*** SUPPLIED ENTRIES ***

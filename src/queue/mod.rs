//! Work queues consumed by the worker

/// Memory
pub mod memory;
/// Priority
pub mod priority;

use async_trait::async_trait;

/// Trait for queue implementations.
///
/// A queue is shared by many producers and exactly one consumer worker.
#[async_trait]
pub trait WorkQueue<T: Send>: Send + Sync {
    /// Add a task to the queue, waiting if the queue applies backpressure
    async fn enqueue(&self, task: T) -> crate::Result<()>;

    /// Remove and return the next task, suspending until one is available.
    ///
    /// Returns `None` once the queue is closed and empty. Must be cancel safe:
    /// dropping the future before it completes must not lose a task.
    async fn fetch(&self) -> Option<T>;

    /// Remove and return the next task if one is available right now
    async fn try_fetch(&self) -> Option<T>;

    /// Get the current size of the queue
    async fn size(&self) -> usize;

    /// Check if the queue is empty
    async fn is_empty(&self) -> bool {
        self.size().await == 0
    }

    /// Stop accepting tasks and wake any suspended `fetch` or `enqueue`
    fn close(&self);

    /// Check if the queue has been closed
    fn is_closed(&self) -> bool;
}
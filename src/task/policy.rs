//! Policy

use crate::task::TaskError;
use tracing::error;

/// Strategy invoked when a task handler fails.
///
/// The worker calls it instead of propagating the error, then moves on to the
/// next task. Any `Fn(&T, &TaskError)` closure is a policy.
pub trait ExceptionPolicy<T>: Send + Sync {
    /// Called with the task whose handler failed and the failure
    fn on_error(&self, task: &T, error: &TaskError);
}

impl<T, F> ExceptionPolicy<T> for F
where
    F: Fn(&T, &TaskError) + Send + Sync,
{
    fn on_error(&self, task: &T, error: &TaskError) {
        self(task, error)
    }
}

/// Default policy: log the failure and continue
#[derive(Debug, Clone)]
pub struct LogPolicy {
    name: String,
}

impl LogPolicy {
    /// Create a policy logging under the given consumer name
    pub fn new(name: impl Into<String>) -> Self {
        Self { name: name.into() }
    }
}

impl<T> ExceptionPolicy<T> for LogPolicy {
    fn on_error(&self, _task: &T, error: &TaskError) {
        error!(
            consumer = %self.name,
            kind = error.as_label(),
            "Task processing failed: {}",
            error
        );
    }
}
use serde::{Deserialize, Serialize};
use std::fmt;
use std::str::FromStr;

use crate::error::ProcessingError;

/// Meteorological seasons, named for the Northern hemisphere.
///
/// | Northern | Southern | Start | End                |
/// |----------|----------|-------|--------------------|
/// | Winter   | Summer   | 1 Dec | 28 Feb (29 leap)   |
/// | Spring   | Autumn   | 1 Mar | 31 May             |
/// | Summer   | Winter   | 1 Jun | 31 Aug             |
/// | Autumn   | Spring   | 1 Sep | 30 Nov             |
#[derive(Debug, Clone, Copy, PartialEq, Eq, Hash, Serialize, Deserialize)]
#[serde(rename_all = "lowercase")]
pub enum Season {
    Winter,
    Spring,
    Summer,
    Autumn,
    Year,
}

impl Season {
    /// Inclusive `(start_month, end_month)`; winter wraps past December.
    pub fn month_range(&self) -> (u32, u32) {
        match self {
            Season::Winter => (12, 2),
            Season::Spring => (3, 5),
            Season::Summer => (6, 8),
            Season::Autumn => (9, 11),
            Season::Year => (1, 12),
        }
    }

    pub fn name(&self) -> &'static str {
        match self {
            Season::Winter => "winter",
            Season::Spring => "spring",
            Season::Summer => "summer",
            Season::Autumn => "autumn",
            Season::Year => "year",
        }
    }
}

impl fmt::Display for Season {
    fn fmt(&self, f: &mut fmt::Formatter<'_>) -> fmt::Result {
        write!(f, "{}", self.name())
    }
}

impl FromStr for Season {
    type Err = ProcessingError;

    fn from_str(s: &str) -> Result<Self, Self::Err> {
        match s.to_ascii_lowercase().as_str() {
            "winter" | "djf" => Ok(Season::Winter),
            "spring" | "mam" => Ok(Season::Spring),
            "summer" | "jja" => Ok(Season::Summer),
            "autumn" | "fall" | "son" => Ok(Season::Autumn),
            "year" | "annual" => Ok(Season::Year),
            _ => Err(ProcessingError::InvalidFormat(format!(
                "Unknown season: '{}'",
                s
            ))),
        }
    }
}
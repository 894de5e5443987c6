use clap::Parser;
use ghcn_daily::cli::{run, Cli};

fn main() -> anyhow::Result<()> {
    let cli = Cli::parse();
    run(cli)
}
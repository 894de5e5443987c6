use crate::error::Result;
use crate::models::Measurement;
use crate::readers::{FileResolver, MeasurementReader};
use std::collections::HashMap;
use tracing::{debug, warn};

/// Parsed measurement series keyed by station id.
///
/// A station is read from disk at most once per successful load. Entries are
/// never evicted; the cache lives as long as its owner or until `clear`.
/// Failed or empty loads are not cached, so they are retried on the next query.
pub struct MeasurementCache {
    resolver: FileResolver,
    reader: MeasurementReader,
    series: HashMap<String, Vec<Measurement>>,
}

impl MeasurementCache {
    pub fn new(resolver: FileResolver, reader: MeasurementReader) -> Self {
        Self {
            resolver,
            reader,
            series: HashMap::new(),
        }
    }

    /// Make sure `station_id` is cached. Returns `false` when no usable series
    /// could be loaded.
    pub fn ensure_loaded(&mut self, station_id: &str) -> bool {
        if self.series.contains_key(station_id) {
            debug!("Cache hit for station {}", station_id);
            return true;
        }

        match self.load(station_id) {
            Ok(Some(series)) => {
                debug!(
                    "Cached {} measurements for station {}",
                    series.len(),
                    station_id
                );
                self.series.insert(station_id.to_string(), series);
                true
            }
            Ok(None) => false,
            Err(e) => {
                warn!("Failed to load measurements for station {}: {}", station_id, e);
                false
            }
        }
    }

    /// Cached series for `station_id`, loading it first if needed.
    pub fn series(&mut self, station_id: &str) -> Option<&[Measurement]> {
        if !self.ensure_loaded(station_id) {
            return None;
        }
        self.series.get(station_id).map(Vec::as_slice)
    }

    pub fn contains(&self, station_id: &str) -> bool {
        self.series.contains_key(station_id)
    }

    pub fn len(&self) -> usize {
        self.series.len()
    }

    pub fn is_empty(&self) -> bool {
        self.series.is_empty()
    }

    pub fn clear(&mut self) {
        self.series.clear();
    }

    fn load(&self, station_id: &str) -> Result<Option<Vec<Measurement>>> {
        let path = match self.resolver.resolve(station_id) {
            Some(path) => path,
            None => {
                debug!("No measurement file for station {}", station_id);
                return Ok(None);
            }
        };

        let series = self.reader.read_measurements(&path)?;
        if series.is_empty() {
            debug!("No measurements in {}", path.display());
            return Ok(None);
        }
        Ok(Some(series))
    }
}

***

* _WHAT YOU NEED TO DO_
Would you write out all the records exactly as they read?

* _RESULT BELOW_
filename src/queue/mod.rs
//! Work queues consumed by the worker

/// Memory
pub mod memory;
/// Priority
pub mod priority;

use async_trait::async_trait;

/// Trait for queue implementations.
///
/// A queue is shared by many producers and exactly one consumer worker.
#[async_trait]
pub trait WorkQueue<T: Send>: Send + Sync {
    /// Add a task to the queue, waiting if the queue applies backpressure
    async fn enqueue(&self, task: T) -> crate::Result<()>;

    /// Remove and return the next task, suspending until one is available.
    ///
    /// Returns `None` once the queue is closed and empty. Must be cancel safe:
    /// dropping the future before it completes must not lose a task.
    async fn fetch(&self) -> Option<T>;

    /// Remove and return the next task if one is available right now
    async fn try_fetch(&self) -> Option<T>;

    /// Get the current size of the queue
    async fn size(&self) -> usize;

    /// Check if the queue is empty
    async fn is_empty(&self) -> bool {
        self.size().await == 0
    }

    /// Stop accepting tasks and wake any suspended `fetch` or `enqueue`
    fn close(&self);

    /// Check if the queue has been closed
    fn is_closed(&self) -> bool;
}
filename src/task/policy.rs
//! Policy

use crate::task::TaskError;
use tracing::error;

/// Strategy invoked when a task handler fails.
///
/// The worker calls it instead of propagating the error, then moves on to the
/// next task. Any `Fn(&T, &TaskError)` closure is a policy.
pub trait ExceptionPolicy<T>: Send + Sync {
    /// Called with the task whose handler failed and the failure
    fn on_error(&self, task: &T, error: &TaskError);
}

impl<T, F> ExceptionPolicy<T> for F
where
    F: Fn(&T, &TaskError) + Send + Sync,
{
    fn on_error(&self, task: &T, error: &TaskError) {
        self(task, error)
    }
}

/// Default policy: log the failure and continue
#[derive(Debug, Clone)]
pub struct LogPolicy {
    name: String,
}

impl LogPolicy {
    /// Create a policy logging under the given consumer name
    pub fn new(name: impl Into<String>) -> Self {
        Self { name: name.into() }
    }
}

impl<T> ExceptionPolicy<T> for LogPolicy {
    fn on_error(&self, _task: &T, error: &TaskError) {
        error!(
            consumer = %self.name,
            kind = error.as_label(),
            "Task processing failed: {}",
            error
        );
    }
}
use serde::{Deserialize, Serialize};
use std::fmt;
use std::str::FromStr;

use crate::error::ProcessingError;

/// Meteorological seasons, named for the Northern hemisphere.
///
/// | Northern | Southern | Start | End                |
/// |----------|----------|-------|--------------------|
/// | Winter   | Summer   | 1 Dec | 28 Feb (29 leap)   |
/// | Spring   | Autumn   | 1 Mar | 31 May             |
/// | Summer   | Winter   | 1 Jun | 31 Aug             |
/// | Autumn   | Spring   | 1 Sep | 30 Nov             |
#[derive(Debug, Clone, Copy, PartialEq, Eq, Hash, Serialize, Deserialize)]
#[serde(rename_all = "lowercase")]
pub enum Season {
    Winter,
    Spring,
    Summer,
    Autumn,
    Year,
}

impl Season {
    /// Inclusive `(start_month, end_month)`; winter wraps past December.
    pub fn month_range(&self) -> (u32, u32) {
        match self {
            Season::Winter => (12, 2),
            Season::Spring => (3, 5),
            Season::Summer => (6, 8),
            Season::Autumn => (9, 11),
            Season::Year => (1, 12),
        }
    }

    pub fn name(&self) -> &'static str {
        match self {
            Season::Winter => "winter",
            Season::Spring => "spring",
            Season::Summer => "summer",
            Season::Autumn => "autumn",
            Season::Year => "year",
        }
    }
}

impl fmt::Display for Season {
    fn fmt(&self, f: &mut fmt::Formatter<'_>) -> fmt::Result {
        write!(f, "{}", self.name())
    }
}

impl FromStr for Season {
    type Err = ProcessingError;

    fn from_str(s: &str) -> Result<Self, Self::Err> {
        match s.to_ascii_lowercase().as_str() {
            "winter" | "djf" => Ok(Season::Winter),
            "spring" | "mam" => Ok(Season::Spring),
            "summer" | "jja" => Ok(Season::Summer),
            "autumn" | "fall" | "son" => Ok(Season::Autumn),
            "year" | "annual" => Ok(Season::Year),
            _ => Err(ProcessingError::InvalidFormat(format!(
                "Unknown season: '{}'",
                s
            ))),
        }
    }
}
repository 894de5e5443987c6
use clap::Parser;
use ghcn_daily::cli::{run, Cli};

fn main() -> anyhow::Result<()> {
    let cli = Cli::parse();
    run(cli)
}
repository 894de5e5443987c6
use crate::error::Result;
use crate::models::Measurement;
use crate::readers::{FileResolver, MeasurementReader};
use std::collections::HashMap;
use tracing::{debug, warn};

/// Parsed measurement series keyed by station id.
///
/// A station is read from disk at most once per successful load. Entries are
/// never evicted; the cache lives as long as its owner or until `clear`.
/// Failed or empty loads are not cached, so they are retried on the next query.
pub struct MeasurementCache {
    resolver: FileResolver,
    reader: MeasurementReader,
    series: HashMap<String, Vec<Measurement>>,
}

impl MeasurementCache {
    pub fn new(resolver: FileResolver, reader: MeasurementReader) -> Self {
        Self {
            resolver,
            reader,
            series: HashMap::new(),
        }
    }

    /// Make sure `station_id` is cached. Returns `false` when no usable series
    /// could be loaded.
    pub fn ensure_loaded(&mut self, station_id: &str) -> bool {
        if self.series.contains_key(station_id) {
            debug!("Cache hit for station {}", station_id);
            return true;
        }

        match self.load(station_id) {
            Ok(Some(series)) => {
                debug!(
                    "Cached {} measurements for station {}",
                    series.len(),
                    station_id
                );
                self.series.insert(station_id.to_string(), series);
                true
            }
            Ok(None) => false,
            Err(e) => {
                warn!("Failed to load measurements for station {}: {}", station_id, e);
                false
            }
        }
    }

    /// Cached series for `station_id`, loading it first if needed.
    pub fn series(&mut self, station_id: &str) -> Option<&[Measurement]> {
        if !self.ensure_loaded(station_id) {
            return None;
        }
        self.series.get(station_id).map(Vec::as_slice)
    }

    pub fn contains(&self, station_id: &str) -> bool {
        self.series.contains_key(station_id)
    }

    pub fn len(&self) -> usize {
        self.series.len()
    }

    pub fn is_empty(&self) -> bool {
        self.series.is_empty()
    }

    pub fn clear(&mut self) {
        self.series.clear();
    }

    fn load(&self, station_id: &str) -> Result<Option<Vec<Measurement>>> {
        let path = match self.resolver.resolve(station_id) {
            Some(path) => path,
            None => {
                debug!("No measurement file for station {}", station_id);
                return Ok(None);
            }
        };

        let series = self.reader.read_measurements(&path)?;
        if series.is_empty() {
            debug!("No measurements in {}", path.display());
            return Ok(None);
        }
        Ok(Some(series))
    }
}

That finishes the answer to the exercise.